Akhir-akhir ini mekanisasi pertanian telah berhasil menjadi magnet dunia. Semua mata tertuju pada teknologi-teknologi baru yang terus dikembangkan. Hingga robot pertanian bukan lagi menjadi angan, namun menjadi pegangan bagi setiap negara-negara pengembang pertanian. Konsep ini sejalan dengan negara-negara maju di luar sana yang notabenenya memiliki lahan yang luas bagi setiap petaninya.

Kepemilikan lahan yang luas membuat penerapan alat-mesin pertanian efektif untuk digunakan di luar sana. Beberapa negara maju seperti di Selandia Baru, Inggris, dan Jepang, kepemilikan lahan pertanian masing-masing petani cukup besar.

Di sana, satu petani bisa memiliki 2,5 hektare bahkan lebih dari 45 hektare lahan. Berbeda dengan di Indonesia, rata-rata kepemilikan lahan oleh petani di Indonesia hanya 0,8 hektare.

Luasan kepemilikan lahan pertanian ini menjadi salah satu kunci inhibitor bagi penerapan mekanisasi pertanian di Indonesia. Sebab dalam mekanisasi pertanian, investasi yang dikeluarkan tentu akan lebih besar.

Terlebih apabila lahan yang dimiliki petani hanya sepetak, yang ada bukan meningkatkan pendapatan, justru meningkatkan pengeluaran. Namun sebaliknya apabila lahan yang dimiliki petani luas, tentu penerapan mekanisasi pertanian akan efektif diterapkan.
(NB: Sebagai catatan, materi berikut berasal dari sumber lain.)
//! Configuration management for the worker pool
//!
//! Configuration is TOML: a list of `[[devices]]` plus controller timings.
//! Every field except the device list has a default.

/// Core configuration implementation
///
/// Contains the [`Config`] and [`DeviceConfig`] types.
pub mod config;

// Re-export key items for easy access
pub use config::{Config, DeviceConfig};

use crate::utils::error::MinerError;
use std::path::PathBuf;

/// Loads and validates configuration from a TOML file
pub fn load(path: impl Into<PathBuf>) -> Result<Config, MinerError> {
    Config::load(path)
}

/// Generates a commented configuration template with `devices` entries
pub fn generate_template(devices: usize) -> String {
    Config::generate_template(devices)
}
Untuk menanggulangi fenomena tidak sejalannya mekanisasi pertanian dengan kondisi pertanian yang ada di Indonesia, paling tidak ada 3 alternatif yang dapat menjadi pintu keluar atas persoalan yang terjadi.

Pertama, dibuatnya mekanisasi pertanian yang menerapkan konsep teknologi tepat guna. Artinya, selain alat-mesin pertanian dengan kapasitas modern dibuat, diimbangi juga dengan penggalakan alat-mesin pertanian tepat guna yang dapat digunakan oleh para petani yang notabenenya bersakala kecil.

Dalam hal ini para perekayasa alat-mesin pertanian jangan berandai-andai terlalu jauh akan sebuah alat-mesin pertanian yang canggih, yang menerapkan otomatisasi, namun membuka mata pula akan kebutuhan teknologi yang memang dibutuhkan oleh petani. Sehingga alat-mesin pertanian yang dibuat dapat digunakan secara optimum oleh para petani, bukan hanya sekedar barang mahakarya yang penuh debu akibat tidak mampunya petani mengunakannya.

Dengan begitu melalui alternatif pertama ini juga dapat menjadi wadah dalam penyuluhan teknologi bagi petani, termasuk meningkatkan petani dalam wawasan dan kemampuan mengoperasikan alat-mesin pertanian dalam tingkatan yang sederhana.

Kedua, wadah perancangan dan reparasi alat-mesin pertanian di setiap kelurahan harus dihidupkan. Seperti halnya bengkel-bengkel kendaraan yang bertebaran di mana-mana, bengkel alat-mesin pertanian pun sama, harus bertebaran di mana-mana. Paling tidak di setiap kelurahan ada, untuk merakit, memperbaiki, atau bahkan membuat inovasi baru alat-mesin pertanian.

Karena pada dasarnya masalah antara daerah satu dengan daerah lainnya tidaklah sama, mulai dari tekstur tanah yang berbeda, suhu dan kelembaban yang berbeda, ketinggian antara daerah satu dengan daerah lainnya berbeda, sosial budaya masyarakat yang berkembang pun berbeda, tingkat pendidikan dan ekonomi yang berbeda dan permasalahan lainnya yang membuat tidak sama antara daerah satu dengan daerah lainnya.

Sehingga tidak lagi rekayasa alat-mesin pertanian terpusat hanya di daerah-daerah tertentu saja. Melainkan sudah merambah ke setiap daerah yang ada di Indonesia. Yang akhirnya muncul komoditas alat-mesin pertanian tertentu, untuk daerah tertentu.

Ketiga, adanya pengaturan mengenai kepemilikan lahan, serta upaya perluasan kepemilikan lahan bagi para petani. Bagaimanapun efektivitas mekanisasi pertanian berbanding lurus dengan luasan lahan yang dimiliki.

Maka dengan 3 alternatif yang diterapkan bukan menjadi alasan lagi mekanisasi pertanian merangkak merambat. Keterbatasan petani bukan menjadi kendala bagi kemajuan bidang mekanisasi pertanian. Namun sebaliknya, dengan mekanisasi pertanian terjadi peningkatan produktivitas pada petani-petani Indonesia.